> **Dataset content**

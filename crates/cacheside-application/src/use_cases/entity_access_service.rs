//! Entity Access Service Use Case
//!
//! Cache-aside reads with a per-entity stampede lock, and writes that
//! invalidate the cached snapshot before returning.
//!
//! ```text
//! find_one(id)
//!   ├─ cache hit ──────────────────────────────► entity
//!   ├─ lock acquired ─► re-check cache ─► load ─► populate ─► release ─► entity
//!   ├─ lock held ─────► backoff ─► back to cache check (bounded)
//!   └─ lock backend down ─► load without lock
//! ```

use std::fmt;
use std::marker::PhantomData;
use std::panic::AssertUnwindSafe;
use std::sync::Arc;
use std::time::Duration;

use cacheside_domain::constants::{DEFAULT_DATA_TTL_SECS, DEFAULT_LOCK_TTL_SECS};
use cacheside_domain::entities::Entity;
use cacheside_domain::error::{Error, Result};
use cacheside_domain::ports::infrastructure::lock::{LockGuard, LockProvider};
use cacheside_domain::ports::providers::cache::CacheProvider;
use cacheside_domain::ports::repositories::EntityRepository;
use cacheside_domain::value_objects::{CacheKey, TransactionContext};
use futures::FutureExt;
use tokio::time::Instant;
use tracing::{debug, info, warn};

use crate::cache_store::CacheStore;
use crate::lock::CacheLockProvider;
use crate::retry::RetryPolicy;

/// TTLs and backoff used by [`EntityAccessService`]
#[derive(Debug, Clone, PartialEq)]
pub struct AccessPolicy {
    /// Lifetime of a cached snapshot
    pub data_ttl: Duration,
    /// Lifetime of a stampede lock
    pub lock_ttl: Duration,
    /// Backoff for callers that find the lock held
    pub retry: RetryPolicy,
}

impl Default for AccessPolicy {
    fn default() -> Self {
        Self {
            data_ttl: Duration::from_secs(DEFAULT_DATA_TTL_SECS),
            lock_ttl: Duration::from_secs(DEFAULT_LOCK_TTL_SECS),
            retry: RetryPolicy::default(),
        }
    }
}

/// Cache-aside access to one entity type
///
/// Holds only shared handles; every call is independent.
pub struct EntityAccessService<E, C, U>
where
    E: Entity,
    C: Send + 'static,
    U: Send + 'static,
{
    repository: Arc<dyn EntityRepository<E, C, U>>,
    cache: CacheStore,
    locks: Arc<dyn LockProvider>,
    policy: AccessPolicy,
    _entity: PhantomData<fn() -> E>,
}

impl<E, C, U> Clone for EntityAccessService<E, C, U>
where
    E: Entity,
    C: Send + 'static,
    U: Send + 'static,
{
    fn clone(&self) -> Self {
        Self {
            repository: Arc::clone(&self.repository),
            cache: self.cache.clone(),
            locks: Arc::clone(&self.locks),
            policy: self.policy.clone(),
            _entity: PhantomData,
        }
    }
}

impl<E, C, U> fmt::Debug for EntityAccessService<E, C, U>
where
    E: Entity,
    C: Send + 'static,
    U: Send + 'static,
{
    fn fmt(&self, f: &mut fmt::Formatter<'_>) -> fmt::Result {
        f.debug_struct("EntityAccessService")
            .field("entity", &E::ENTITY_NAME)
            .field("cache", &self.cache)
            .field("policy", &self.policy)
            .finish_non_exhaustive()
    }
}

impl<E, C, U> EntityAccessService<E, C, U>
where
    E: Entity,
    C: Send + 'static,
    U: Send + 'static,
{
    /// Create a service from its collaborators
    pub fn new(
        repository: Arc<dyn EntityRepository<E, C, U>>,
        cache: Arc<dyn CacheProvider>,
        locks: Arc<dyn LockProvider>,
        policy: AccessPolicy,
    ) -> Self {
        Self {
            repository,
            cache: CacheStore::new(cache),
            locks,
            policy,
            _entity: PhantomData,
        }
    }

    /// Create a service whose locks live in the same cache backend
    pub fn with_cache_locks(
        repository: Arc<dyn EntityRepository<E, C, U>>,
        cache: Arc<dyn CacheProvider>,
        policy: AccessPolicy,
    ) -> Self {
        let locks = Arc::new(CacheLockProvider::new(Arc::clone(&cache)));
        Self::new(repository, cache, locks, policy)
    }

    /// Active policy
    pub fn policy(&self) -> &AccessPolicy {
        &self.policy
    }

    /// Cache facade used by this service
    pub fn cache(&self) -> &CacheStore {
        &self.cache
    }

    /// Read an entity, serving from cache when possible
    ///
    /// # Errors
    ///
    /// `NotFound` when the store has no such entity, `InvalidArgument` for an
    /// empty or malformed id, `LockContention` when another loader held the
    /// lock past the retry budget. Anything else is `Internal`.
    pub async fn find_one(&self, id: &str) -> Result<E> {
        let key = CacheKey::for_entity::<E>(id);
        self.read_through(id, &key)
            .await
            .map_err(|error| error.classify("find_one", key.as_str()))
    }

    /// Create an entity outside an explicit transaction
    pub async fn create(&self, dto: C) -> Result<E> {
        self.create_in(dto, None).await
    }

    /// Create an entity, threading an optional transaction context
    ///
    /// The cache is not populated; the first read loads the entity.
    pub async fn create_in(&self, dto: C, tx: Option<&TransactionContext>) -> Result<E> {
        let result = async {
            let entity = self.repository.create(dto, tx).await?;
            if entity.id().is_empty() {
                return Err(Error::internal(format!(
                    "store returned a {} without an id",
                    E::ENTITY_NAME
                )));
            }
            info!(entity = E::ENTITY_NAME, id = entity.id(), "Entity created");
            Ok::<_, Error>(entity)
        }
        .await;
        result.map_err(|error| error.classify("create", E::ENTITY_NAME))
    }

    /// Update an entity outside an explicit transaction
    pub async fn update(&self, id: &str, patch: U) -> Result<E> {
        self.update_in(id, patch, None).await
    }

    /// Apply a partial update, threading an optional transaction context
    ///
    /// The cached snapshot is deleted once the store call returns, whether
    /// it succeeded or not. A failed delete is logged and does not fail the
    /// update.
    pub async fn update_in(
        &self,
        id: &str,
        patch: U,
        tx: Option<&TransactionContext>,
    ) -> Result<E> {
        let key = CacheKey::for_entity::<E>(id);
        let result = async {
            require_id(id)?;
            let updated = self.repository.update(id, patch, tx).await;
            self.cache.invalidate(&key).await;
            let entity = updated?.ok_or_else(|| not_found::<E>(id))?;
            info!(key = %key, "Entity updated, cache invalidated");
            Ok::<_, Error>(entity)
        }
        .await;
        result.map_err(|error| error.classify("update", key.as_str()))
    }

    /// Drop the cached snapshot of an entity
    ///
    /// For callers that commit a transaction after `update_in` and want the
    /// committed state to be the next thing loaded.
    pub async fn invalidate(&self, id: &str) -> bool {
        self.cache.invalidate(&CacheKey::for_entity::<E>(id)).await
    }

    async fn read_through(&self, id: &str, key: &CacheKey) -> Result<E> {
        require_id(id)?;
        let lock_key = key.lock_key();
        let started = Instant::now();
        let mut attempt: u32 = 0;

        loop {
            if let Some(entity) = self.cache.get::<E>(key).await {
                debug!(key = %key, "Cache hit");
                return Ok(entity);
            }

            attempt += 1;
            match self.locks.try_acquire(&lock_key, self.policy.lock_ttl).await {
                Ok(Some(guard)) => {
                    debug!(key = %key, attempt = attempt, "Cache miss, loading under lock");
                    return self.load_locked(id, key, guard).await;
                }
                Ok(None) => {
                    let elapsed = started.elapsed();
                    let Some(delay) = self.policy.retry.next_delay(attempt, elapsed) else {
                        let waited_ms = u64::try_from(elapsed.as_millis()).unwrap_or(u64::MAX);
                        warn!(
                            key = %lock_key,
                            attempts = attempt,
                            waited_ms = waited_ms,
                            "Gave up waiting for lock"
                        );
                        return Err(Error::lock_contention(lock_key, attempt, waited_ms));
                    };
                    debug!(key = %lock_key, attempt = attempt, delay = ?delay, "Lock held, backing off");
                    tokio::time::sleep(delay).await;
                }
                Err(error) => {
                    warn!(
                        key = %lock_key,
                        error = %error,
                        "Lock backend failed, loading without lock"
                    );
                    return self.load_and_populate(id, key).await;
                }
            }
        }
    }

    /// Load while holding `guard`; the lock is released on every exit path
    ///
    /// Completion and panics release inline. If the future is dropped
    /// mid-load, [`HeldLock`] hands the release to the runtime.
    async fn load_locked(&self, id: &str, key: &CacheKey, guard: LockGuard) -> Result<E> {
        let mut held = HeldLock::new(Arc::clone(&self.locks), guard);
        let outcome = AssertUnwindSafe(async {
            // A previous holder may have populated the entry between our
            // cache check and the acquire.
            if let Some(entity) = self.cache.get::<E>(key).await {
                return Ok(entity);
            }
            self.load_and_populate(id, key).await
        })
        .catch_unwind()
        .await;

        if let Some(guard) = held.disarm() {
            self.release(guard).await;
        }

        match outcome {
            Ok(result) => result,
            Err(panic) => std::panic::resume_unwind(panic),
        }
    }

    async fn load_and_populate(&self, id: &str, key: &CacheKey) -> Result<E> {
        let entity = self
            .repository
            .find_by_id(id, None)
            .await?
            .ok_or_else(|| not_found::<E>(id))?;
        self.cache.set(key, &entity, self.policy.data_ttl).await;
        Ok(entity)
    }

    async fn release(&self, guard: LockGuard) {
        let key = guard.key.clone();
        if let Err(error) = self.locks.release(guard).await {
            warn!(key = %key, error = %error, "Lock release failed, it will expire after its TTL");
        }
    }
}

/// Stampede lock that is released in the background if dropped while armed
struct HeldLock {
    locks: Arc<dyn LockProvider>,
    guard: Option<LockGuard>,
}

impl HeldLock {
    fn new(locks: Arc<dyn LockProvider>, guard: LockGuard) -> Self {
        Self {
            locks,
            guard: Some(guard),
        }
    }

    /// Take the guard back for an inline release
    fn disarm(&mut self) -> Option<LockGuard> {
        self.guard.take()
    }
}

impl Drop for HeldLock {
    fn drop(&mut self) {
        let Some(guard) = self.guard.take() else {
            return;
        };
        match tokio::runtime::Handle::try_current() {
            Ok(handle) => {
                debug!(key = %guard.key, "Load cancelled, releasing lock in background");
                let locks = Arc::clone(&self.locks);
                handle.spawn(async move {
                    let key = guard.key.clone();
                    if let Err(error) = locks.release(guard).await {
                        warn!(key = %key, error = %error, "Lock release failed, it will expire after its TTL");
                    }
                });
            }
            Err(_) => {
                warn!(key = %guard.key, "No runtime to release cancelled lock, it will expire after its TTL");
            }
        }
    }
}

fn require_id(id: &str) -> Result<()> {
    if id.trim().is_empty() {
        return Err(Error::invalid_argument("id must not be empty"));
    }
    Ok(())
}

fn not_found<E: Entity>(id: &str) -> Error {
    Error::not_found(format!("{} {id}", E::ENTITY_NAME))
}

> **What you should do**
Beginning with the line that holds "fn require_id(id: &str)" and ending with the last line of the material, output each line exactly and nothing beyond them.

> **Solution to this task**
fn require_id(id: &str) -> Result<()> {
    if id.trim().is_empty() {
        return Err(Error::invalid_argument("id must not be empty"));
    }
    Ok(())
}

fn not_found<E: Entity>(id: &str) -> Error {
    Error::not_found(format!("{} {id}", E::ENTITY_NAME))
}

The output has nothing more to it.